Haslam Appoints Traughber to Ethics Commission

Gov. Bill Haslam has appointed Charles Traughber, who recently retired as chairman of the state Board of Paroles, to a seat on the Tennessee Ethics Commission, which will hear a complaint filed against Haslam in October.

“I think Charles has been around a while and there’s nobody who would question his ethics,” Haslam said.

Former state Democratic Party Chairman Chip Forrester, who filed a complaint with the Ethics Commission over Haslam’s failure to disclose personal payments to lobbyist and political operative Tom Ingram, certainly did not do so.

“I am pleased that the governor filled out the board and pleased that he chose someone of Mr. Traughbert’s caliber,” said Forrester in a telephone interview.

Forrester said Traughber has “demonstrated his commitment as a public servant for many years” and the appointment will bring “an impartial and thoughtful perspective” to the Ethics Commission.

Traugher retired July 1 after serving on the state paroles board since 1972 and as chairman for more than 30 years. He was married to the state Rep. Lois DeBerry, D-Memphis, who died this summer.

Traughber fills a vacancy for a Democratic commissioner to be appointed by the governor that has existed on the six-member commission since March 23. The panel is supposed to have three Democrats and three Republicans with Haslam responsible for appointing one of each.

Forrester’s complaint, also filed with the state board that enforces campaign finance laws, contends that Haslam should have disclosed personal payments for Ingram’s consultations because they involved politics. In effect, Forrester contends, the payments were self-financing of the governor’s reelection campaign and state law requires candidates to disclose how much of their own money goes into a campaign.

Haslam has said the advice he got from Ingram on politics was “miniscule” and the consulting was mostly on state governing matters and “Washington issues.”

The complaint is scheduled for discussion at the next meeting of the commission, Oct. 7. Under state law, Traughber must go through a training class prior to assuming the post.

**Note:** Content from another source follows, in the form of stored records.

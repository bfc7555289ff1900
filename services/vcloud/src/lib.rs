// Licensed to the Apache Software Foundation (ASF) under one
// or more contributor license agreements.  See the NOTICE file
// distributed with this work for additional information
// regarding copyright ownership.  The ASF licenses this file
// to you under the Apache License, Version 2.0 (the
// "License"); you may not use this file except in compliance
// with the License.  You may obtain a copy of the License at
//
//   http://www.apache.org/licenses/LICENSE-2.0
//
// Unless required by applicable law or agreed to in writing,
// software distributed under the License is distributed on an
// "AS IS" BASIS, WITHOUT WARRANTIES OR CONDITIONS OF ANY
// KIND, either express or implied.  See the License for the
// specific language governing permissions and limitations
// under the License.

//! VMware vCloud Director binding.
//!
//! ## Example
//!
//! ```no_run
//! use nimbus_core::{Collection, Context, OsEnv};
//! use nimbus_vcloud::{Config, Vdcs};
//!
//! # async fn example(ctx: Context) -> nimbus_core::Result<()> {
//! let ctx = ctx.with_env(OsEnv);
//! let mut api = Config::default().from_env(&ctx).build(&ctx)?;
//!
//! for vdc in Vdcs::new(api.as_mut()).all().await? {
//!     println!("{:?} {}", vdc.name, vdc.href);
//! }
//! # Ok(())
//! # }
//! ```

mod api;
pub use api::{VcloudApi, OPERATIONS};

mod config;
pub use config::{Config, VCLOUD_HOST, VCLOUD_PASSWORD, VCLOUD_USERNAME};

mod models;
pub use models::{Link, Organization, Vdc, ORG_MEDIA_TYPE, VDC_MEDIA_TYPE};

mod service;
pub use service::{parse_error, VcloudService};

mod mock;
pub use mock::{MockVcloudService, MOCK_ORGANIZATION_URI, MOCK_VDC_URI};

mod collection;
pub use collection::Vdcs;
// Licensed to the Apache Software Foundation (ASF) under one
// or more contributor license agreements.  See the NOTICE file
// distributed with this work for additional information
// regarding copyright ownership.  The ASF licenses this file
// to you under the Apache License, Version 2.0 (the
// "License"); you may not use this file except in compliance
// with the License.  You may obtain a copy of the License at
//
//   http://www.apache.org/licenses/LICENSE-2.0
//
// Unless required by applicable law or agreed to in writing,
// software distributed under the License is distributed on an
// "AS IS" BASIS, WITHOUT WARRANTIES OR CONDITIONS OF ANY
// KIND, either express or implied.  See the License for the
// specific language governing permissions and limitations
// under the License.

//! Brightbox cloud binding.
//!
//! Calls are authenticated with an OAuth token obtained from the client
//! credentials. The token is fetched on the first call.
//!
//! ## Example
//!
//! ```no_run
//! use nimbus_brightbox::{Config, Users};
//! use nimbus_core::{Collection, Context, OsEnv};
//!
//! # async fn example(ctx: Context) -> nimbus_core::Result<()> {
//! let ctx = ctx.with_env(OsEnv);
//! let mut api = Config::default().from_env(&ctx).build(&ctx)?;
//!
//! for user in Users::new(api.as_mut()).all().await? {
//!     println!("{} {:?}", user.id, user.email_address);
//! }
//! # Ok(())
//! # }
//! ```

mod api;
pub use api::{BrightboxApi, OPERATIONS};

mod config;
pub use config::{
    Config, BRIGHTBOX_API_URL, BRIGHTBOX_AUTH_URL, BRIGHTBOX_CLIENT_ID, BRIGHTBOX_SECRET,
    DEFAULT_API_URL,
};

mod models;
pub use models::{Listener, LoadBalancer, User};

mod token;
pub use token::Token;

mod service;
pub use service::{parse_error, BrightboxService};

mod mock;
pub use mock::MockBrightboxService;

mod collection;
pub use collection::Users;
// Licensed to the Apache Software Foundation (ASF) under one
// or more contributor license agreements.  See the NOTICE file
// distributed with this work for additional information
// regarding copyright ownership.  The ASF licenses this file
// to you under the Apache License, Version 2.0 (the
// "License"); you may not use this file except in compliance
// with the License.  You may obtain a copy of the License at
//
//   http://www.apache.org/licenses/LICENSE-2.0
//
// Unless required by applicable law or agreed to in writing,
// software distributed under the License is distributed on an
// "AS IS" BASIS, WITHOUT WARRANTIES OR CONDITIONS OF ANY
// KIND, either express or implied.  See the License for the
// specific language governing permissions and limitations
// under the License.

//! Rackspace Cloud Load Balancers binding.
//!
//! ## Example
//!
//! ```no_run
//! use nimbus_core::{Context, OsEnv};
//! use nimbus_rackspace_lb::Config;
//!
//! # async fn example(ctx: Context) -> nimbus_core::Result<()> {
//! let ctx = ctx.with_env(OsEnv);
//! let mut lb = Config::default().from_env(&ctx).build(&ctx)?;
//!
//! lb.set_connection_throttling("42", 100, 10, 50, 60).await?;
//! # Ok(())
//! # }
//! ```

mod api;
pub use api::{RackspaceLbApi, OPERATIONS};

mod config;
pub use config::{Config, RACKSPACE_API_KEY, RACKSPACE_REGION, RACKSPACE_USERNAME};

mod models;
pub use models::{Algorithm, ConnectionThrottle};

mod region;
pub use region::Region;

mod service;
pub use service::{parse_error, RackspaceLbService};

mod mock;
pub use mock::{MockRackspaceLbService, MOCK_ALGORITHMS};

mod collection;
pub use collection::Algorithms;
// Licensed to the Apache Software Foundation (ASF) under one
// or more contributor license agreements.  See the NOTICE file
// distributed with this work for additional information
// regarding copyright ownership.  The ASF licenses this file
// to you under the Apache License, Version 2.0 (the
// "License"); you may not use this file except in compliance
// with the License.  You may obtain a copy of the License at
//
//   http://www.apache.org/licenses/LICENSE-2.0
//
// Unless required by applicable law or agreed to in writing,
// software distributed under the License is distributed on an
// "AS IS" BASIS, WITHOUT WARRANTIES OR CONDITIONS OF ANY
// KIND, either express or implied.  See the License for the
// specific language governing permissions and limitations
// under the License.

use async_trait::async_trait;

use crate::{ErrorKind, Result};

/// Collection loads models of one resource type.
///
/// `get` never fails for a resource that doesn't exist, it returns `None`
/// instead.
#[async_trait]
pub trait Collection: Send {
    /// Model materialized by this collection.
    type Model: Send;

    /// Load all models.
    async fn all(&mut self) -> Result<Vec<Self::Model>>;

    /// Load one model by its identity.
    async fn get(&mut self, id: &str) -> Result<Option<Self::Model>>;
}

/// NotFoundExt turns lookups that found nothing into `Ok(None)`.
pub trait NotFoundExt<T> {
    /// Map `NotFound` and `RequestInvalid` errors to `Ok(None)`.
    ///
    /// `RequestInvalid` is included because lookups with an empty or
    /// malformed identity can't match anything.
    fn not_found_as_none(self) -> Result<Option<T>>;
}

impl<T> NotFoundExt<T> for Result<T> {
    fn not_found_as_none(self) -> Result<Option<T>> {
        match self {
            Ok(v) => Ok(Some(v)),
            Err(err) if matches!(err.kind(), ErrorKind::NotFound | ErrorKind::RequestInvalid) => {
                Ok(None)
            }
            Err(err) => Err(err),
        }
    }
}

Alexia Poe, the governor’s communications director, said Traughber “is well-respected and seen as a person of integrity not only within his own party but broadly.

“The governor had an appointment to make for this position and has done so. The complaint is a separate issue,” Poe said in an email.

“There are statuatory requirements for this position that we don’t have with a lot of other appointments… so that factoed into the proces along with finding someone well-respected,” she said. “We asked Charles if he was willing to serve in that capacity, which is customary when the governor makes appointments, and he was willing to serve.”